--- Given entries ---

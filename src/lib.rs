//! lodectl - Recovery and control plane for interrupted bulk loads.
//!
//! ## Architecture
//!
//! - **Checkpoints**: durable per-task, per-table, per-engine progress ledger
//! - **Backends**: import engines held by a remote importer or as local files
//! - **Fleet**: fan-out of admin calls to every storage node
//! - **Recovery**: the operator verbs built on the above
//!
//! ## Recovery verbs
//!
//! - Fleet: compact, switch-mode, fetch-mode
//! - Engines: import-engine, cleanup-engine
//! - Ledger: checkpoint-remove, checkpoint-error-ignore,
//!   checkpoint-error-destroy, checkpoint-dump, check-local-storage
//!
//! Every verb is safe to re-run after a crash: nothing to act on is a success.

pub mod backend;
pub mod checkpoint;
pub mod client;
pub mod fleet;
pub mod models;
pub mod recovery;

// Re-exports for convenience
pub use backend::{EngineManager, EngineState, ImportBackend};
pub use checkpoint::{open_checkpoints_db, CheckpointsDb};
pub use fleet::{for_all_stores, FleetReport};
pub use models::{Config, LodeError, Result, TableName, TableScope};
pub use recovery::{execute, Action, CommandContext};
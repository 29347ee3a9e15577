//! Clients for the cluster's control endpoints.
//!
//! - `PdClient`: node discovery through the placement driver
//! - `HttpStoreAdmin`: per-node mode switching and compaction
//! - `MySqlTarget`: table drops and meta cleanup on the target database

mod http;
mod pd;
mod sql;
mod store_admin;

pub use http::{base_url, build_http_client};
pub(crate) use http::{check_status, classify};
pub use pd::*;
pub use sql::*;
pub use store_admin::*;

---

Task description: All the entries are to be set down exactly as they appear.

Solution to the problem:
filename src/lib.rs
//! lodectl - Recovery and control plane for interrupted bulk loads.
//!
//! ## Architecture
//!
//! - **Checkpoints**: durable per-task, per-table, per-engine progress ledger
//! - **Backends**: import engines held by a remote importer or as local files
//! - **Fleet**: fan-out of admin calls to every storage node
//! - **Recovery**: the operator verbs built on the above
//!
//! ## Recovery verbs
//!
//! - Fleet: compact, switch-mode, fetch-mode
//! - Engines: import-engine, cleanup-engine
//! - Ledger: checkpoint-remove, checkpoint-error-ignore,
//!   checkpoint-error-destroy, checkpoint-dump, check-local-storage
//!
//! Every verb is safe to re-run after a crash: nothing to act on is a success.

pub mod backend;
pub mod checkpoint;
pub mod client;
pub mod fleet;
pub mod models;
pub mod recovery;

// Re-exports for convenience
pub use backend::{EngineManager, EngineState, ImportBackend};
pub use checkpoint::{open_checkpoints_db, CheckpointsDb};
pub use fleet::{for_all_stores, FleetReport};
pub use models::{Config, LodeError, Result, TableName, TableScope};
pub use recovery::{execute, Action, CommandContext};
repository 29347ee3a9e15577
//! Clients for the cluster's control endpoints.
//!
//! - `PdClient`: node discovery through the placement driver
//! - `HttpStoreAdmin`: per-node mode switching and compaction
//! - `MySqlTarget`: table drops and meta cleanup on the target database

mod http;
mod pd;
mod sql;
mod store_admin;

pub use http::{base_url, build_http_client};
pub(crate) use http::{check_status, classify};
pub use pd::*;
pub use sql::*;
pub use store_admin::*;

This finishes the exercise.